What this task involves — In the listing below, find each line with the string "when" and report it.

Working data —
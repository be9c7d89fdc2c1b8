//! Score engine
//!
//! Pure functions turning extracted signals into 0..=100 scores. Every
//! component is a weighted partial score; components whose input is absent
//! drop out of the weighted average instead of counting as zero.

use crate::model::{NetworkResult, PerformanceResult, ScoreResult, SeoResult};

const TITLE_RANGE: (usize, usize) = (35, 65);
const DESCRIPTION_RANGE: (usize, usize) = (80, 155);
const LENGTH_PENALTY_PER_CHAR: f64 = 2.0;
const MAX_LENGTH_PENALTY: f64 = 70.0;

const SERVER_RESPONSE_MS: (f64, f64) = (800.0, 4000.0);
const LCP_MS: (f64, f64) = (2500.0, 6000.0);
const FCP_MS: (f64, f64) = (1800.0, 4000.0);
const TBT_MS: (f64, f64) = (200.0, 900.0);
const CLS: (f64, f64) = (0.1, 0.25);

/// Computes all three scores
pub fn calculate_scores(
    network: &NetworkResult,
    seo: &SeoResult,
    performance: Option<&PerformanceResult>,
) -> ScoreResult {
    let seo_score = calculate_seo_score(seo);
    let speed = calculate_speed_score(network, performance);
    let overall = clamp_score(0.6 * f64::from(speed) + 0.4 * f64::from(seo_score));

    ScoreResult {
        overall,
        seo: seo_score,
        speed,
    }
}

/// Weighted blend of indexability, metadata, technical basics, content
/// structure, accessibility and social tags
pub fn calculate_seo_score(seo: &SeoResult) -> u32 {
    let components = [
        (25.0, Some(if seo.is_indexable { 100.0 } else { 0.0 })),
        (20.0, Some(metadata_score(seo))),
        (15.0, Some(technical_score(seo))),
        (20.0, content_score(seo)),
        (15.0, Some(accessibility_score(seo))),
        (5.0, Some(social_score(seo))),
    ];

    weighted_average(&components).map_or(0, clamp_score)
}

/// Lab metrics when available, server response time otherwise
///
/// Always 0 when the page was unreachable or answered with an error status.
pub fn calculate_speed_score(network: &NetworkResult, performance: Option<&PerformanceResult>) -> u32 {
    if network.is_error() {
        return 0;
    }

    let server = range_score(network.response_time_ms as f64, SERVER_RESPONSE_MS);

    let Some(channel) = performance
        .and_then(PerformanceResult::primary_channel)
        .filter(|c| c.has_metrics())
    else {
        return clamp_score(server);
    };

    let components = [
        (35.0, channel.largest_contentful_paint_ms.map(|v| range_score(v, LCP_MS))),
        (15.0, channel.first_contentful_paint_ms.map(|v| range_score(v, FCP_MS))),
        (20.0, channel.total_blocking_time_ms.map(|v| range_score(v, TBT_MS))),
        (15.0, channel.cumulative_layout_shift.map(|v| range_score(v, CLS))),
        (15.0, Some(server)),
    ];

    weighted_average(&components).map_or(0, clamp_score)
}

/// Absent tags have length 0 and so take the capped penalty
fn metadata_score(seo: &SeoResult) -> f64 {
    let title = length_fit(seo.title_length, TITLE_RANGE);
    let description = length_fit(seo.meta_description_length, DESCRIPTION_RANGE);
    (title + description) / 2.0
}

fn technical_score(seo: &SeoResult) -> f64 {
    let mut score: f64 = 0.0;
    if seo.is_https {
        score += 45.0;
    }
    if seo.has_viewport {
        score += 35.0;
    }
    score += if seo.has_canonical() { 20.0 } else { 10.0 };
    score.clamp(0.0, 100.0)
}

fn content_score(seo: &SeoResult) -> Option<f64> {
    let headings = match seo.h1_count {
        0 => 20.0,
        1 => 100.0,
        _ => 70.0,
    };
    let alt_coverage = (seo.image_count > 0).then(|| {
        let with_alt = seo.image_count.saturating_sub(seo.images_without_alt);
        100.0 * with_alt as f64 / seo.image_count as f64
    });
    let structured = if seo.structured_data_count > 0 { 100.0 } else { 60.0 };

    weighted_average(&[
        (0.40, Some(headings)),
        (0.35, alt_coverage),
        (0.25, Some(structured)),
    ])
}

fn accessibility_score(seo: &SeoResult) -> f64 {
    let mut score = 100.0;
    if !seo.has_language_attribute {
        score -= 20.0;
    }
    if !seo.has_skip_link {
        score -= 10.0;
    }
    if seo.landmark_count == 0 {
        score -= 10.0;
    }
    score -= (4.0 * seo.unlabeled_form_controls as f64).min(40.0);
    score.max(0.0)
}

fn social_score(seo: &SeoResult) -> f64 {
    let mut score = 0.0;
    if seo.has_open_graph {
        score += 60.0;
    }
    if seo.has_twitter_card {
        score += 40.0;
    }
    score
}

/// 100 inside `[min, max]`, minus 2 points per character outside, floored
/// after a 70 point cap on the penalty
fn length_fit(length: usize, (min, max): (usize, usize)) -> f64 {
    let distance = if length < min {
        min - length
    } else if length > max {
        length - max
    } else {
        0
    };
    let penalty = (distance as f64 * LENGTH_PENALTY_PER_CHAR).min(MAX_LENGTH_PENALTY);
    (100.0 - penalty).max(0.0)
}

/// 100 at or below `good`, 0 at or above `poor`, linear in between
fn range_score(value: f64, (good, poor): (f64, f64)) -> f64 {
    if value <= good {
        100.0
    } else if value >= poor {
        0.0
    } else {
        100.0 * (poor - value) / (poor - good)
    }
}

/// Weighted mean over the present components, `None` when none are present
fn weighted_average(components: &[(f64, Option<f64>)]) -> Option<f64> {
    let (sum, weights) = components
        .iter()
        .filter_map(|(weight, value)| value.map(|v| (weight * v, *weight)))
        .fold((0.0, 0.0), |(sum, weights), (v, w)| (sum + v, weights + w));

    (weights > 0.0).then(|| sum / weights)
}

fn clamp_score(value: f64) -> u32 {
    if value.is_nan() {
        return 0;
    }
    value.round().clamp(0.0, 100.0) as u32
}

Solution —
/// Lab metrics when available, server response time otherwise
/// Always 0 when the page was unreachable or answered with an error status.
/// Weighted mean over the present components, `None` when none are present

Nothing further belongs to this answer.